La expresión de ella no se alteró. Miró a su alrededor, a los picos de la cadena del Karakorum, y luego volvió a Rob.

—Lo sé. —Frunció la boca—. Concédeme algo de inteligencia. Admito que he venido a hablar de negocios, pero se trata de circunstancias especiales. En primer lugar, tienes mi palabra de que no estamos intentando pisar a nadie ni peleando por tu talento. No queremos construir un puente, al menos no uno corriente. En segundo lugar, esto no puede manejarse si no es con un intermediario. —Miraba atentamente la expresión de Rob—. El hombre para el que trabajo no está aquí porque no puede. Jamás sobreviviría a un viaje a la superficie de la Tierra. Darius Regulo está enfermo desde hace más de cuarenta años.

—¡Regulo! —Rob mostró su primera señal de interés—. ¿Me estás diciendo que trabajas para Darius Regulo?

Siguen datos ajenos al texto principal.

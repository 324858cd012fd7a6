//! CLI argument parsing types.
//!
//! This module provides the command-line interface structure for the
//! `fsreport` binary.

use std::path::PathBuf;
use std::time::Duration;

use clap::{Args, Parser, Subcommand};

use crate::config::{FetchOptions, DEFAULT_PAGE_SIZE};
use crate::fanout::{FailurePolicy, DEFAULT_CONCURRENCY};
use crate::retry::RetryPolicy;

/// Finite State reporting command-line interface.
#[derive(Parser, Debug)]
#[command(name = "fsreport", about = "Finite State platform reports", version)]
pub struct Cli {
    /// Output results as JSON instead of a table.
    #[arg(long, global = true, default_value = "false")]
    pub json: bool,

    /// Dotenv file with CLIENT_ID, CLIENT_SECRET and ORGANIZATION_CONTEXT.
    #[arg(long, global = true, value_name = "PATH")]
    pub secrets_file: Option<PathBuf>,

    /// Reuse the session token across runs, cached in this directory.
    #[arg(
        long,
        global = true,
        value_name = "DIR",
        env = "FINITE_STATE_TOKEN_CACHE",
        num_args = 0..=1,
        default_missing_value = crate::token_cache::DEFAULT_CACHE_DIR
    )]
    pub token_cache: Option<PathBuf>,

    #[command(flatten)]
    pub fetch: FetchArgs,

    #[command(subcommand)]
    pub command: Command,
}

/// Paging, retry and fan-out knobs shared by every command.
#[derive(Args, Debug, Clone, PartialEq)]
pub struct FetchArgs {
    /// Records requested per page (1-1000).
    #[arg(long, global = true, default_value_t = DEFAULT_PAGE_SIZE)]
    pub page_size: u32,

    /// Attempts per request before giving up.
    #[arg(long, global = true, default_value_t = 5)]
    pub max_attempts: u32,

    /// Delay before the first retry, in milliseconds.
    #[arg(long, global = true, default_value_t = 500)]
    pub backoff_ms: u64,

    /// Growth factor between retries.
    #[arg(long, global = true, default_value_t = 2.0)]
    pub backoff_multiplier: f64,

    /// Parallel fetches when fanning out per asset version.
    #[arg(long, global = true, default_value_t = DEFAULT_CONCURRENCY)]
    pub concurrency: usize,

    /// Give up on unfinished work after this many seconds.
    #[arg(long, global = true, value_name = "SECONDS")]
    pub deadline: Option<u64>,
}

impl FetchArgs {
    /// Build fetch options under the given failure policy.
    pub fn to_options(&self, policy: FailurePolicy) -> FetchOptions {
        let retry = RetryPolicy::default()
            .with_max_attempts(self.max_attempts)
            .with_backoff(Duration::from_millis(self.backoff_ms), self.backoff_multiplier);

        let mut options = FetchOptions::default()
            .with_page_size(self.page_size)
            .with_concurrency(self.concurrency);
        options.retry = retry;
        options.fan_out.policy = policy;
        if let Some(secs) = self.deadline {
            options = options.with_deadline(Duration::from_secs(secs));
        }
        options
    }
}

/// Available CLI commands.
#[derive(Subcommand, Debug)]
pub enum Command {
    /// List asset versions.
    AssetVersions {
        /// Only versions of this asset.
        #[arg(long)]
        asset: Option<String>,

        /// Only versions in this business unit.
        #[arg(long)]
        business_unit: Option<String>,
    },

    /// List findings of one asset version.
    Findings {
        /// Asset version id.
        #[arg(long)]
        asset_version: String,

        /// Only this severity (CRITICAL, HIGH, MEDIUM, LOW, INFO, UNKNOWN).
        #[arg(long)]
        severity: Option<String>,

        /// Only this category (CVE, CREDENTIALS, ...).
        #[arg(long)]
        category: Option<String>,

        /// Stop after this many findings.
        #[arg(long)]
        limit: Option<usize>,

        /// Print only the count.
        #[arg(long)]
        count: bool,
    },

    /// Asset versions ranked by relative risk score.
    RiskScores {
        /// Only versions in this business unit.
        #[arg(long)]
        business_unit: Option<String>,

        /// Show at most this many rows.
        #[arg(long)]
        top: Option<usize>,
    },

    /// Finding counts and severity breakdown for every asset version.
    FindingsOverTime {
        /// Only versions of this asset.
        #[arg(long)]
        asset: Option<String>,

        /// Only this category.
        #[arg(long)]
        category: Option<String>,

        /// Abort on the first failed asset version.
        #[arg(long)]
        fail_fast: bool,
    },

    /// List software components of one asset version.
    Components {
        /// Asset version id.
        #[arg(long)]
        asset_version: String,

        /// Only this component type.
        #[arg(long = "type")]
        component_type: Option<String>,
    },

    /// Search SBOMs for a component by name.
    SearchSbom {
        /// Component name.
        #[arg(long)]
        name: String,

        /// Only this version.
        #[arg(long)]
        version: Option<String>,

        /// Search one asset version instead of the whole organization.
        #[arg(long)]
        asset_version: Option<String>,

        /// Match substrings instead of whole names.
        #[arg(long)]
        contains: bool,

        /// Respect case on exact matches.
        #[arg(long)]
        case_sensitive: bool,
    },

    /// List assets.
    Assets {
        /// Only assets in this business unit.
        #[arg(long)]
        business_unit: Option<String>,
    },

    /// List business units.
    BusinessUnits,

    /// List users.
    Users,

    /// List projects from the REST API.
    Projects,
}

—Así es. El Rey de los Cielos en persona, y quiere verte.

Rob miró la nave.

—¿Él te ha pedido que me dijeras todo esto?

—No. —Sacudió la cabeza, y los cabellos castaños acompañaron el movimiento—. Todavía no conoces a Regulo. Jamás daría una orden de ese tipo. No es su estilo. «Ve allá abajo», me ha dicho. «Impide que ese tonto se mate en la montaña y tráelo para hablar conmigo». Ésas son todas las instrucciones que me ha dado. Nunca diría a nadie cómo hacer un trabajo; dice que para eso paga a la gente. Lo que le importa son los resultados. —Notó que Rob miraba la nave—. Como ingeniero que eres, deberías conocer a ese hombre.

Rob miró el camino que le esperaba y luego a la mujer.

—No me engañes. Si voy contigo, ¿iremos directamente a ver a Regulo?

—Eso he dicho.

—Bien. —Rob caminó hasta la nave y arrojó la mochila a la parte de atrás—. Ignoro cómo lo has sabido, pero este asunto sí me tienta.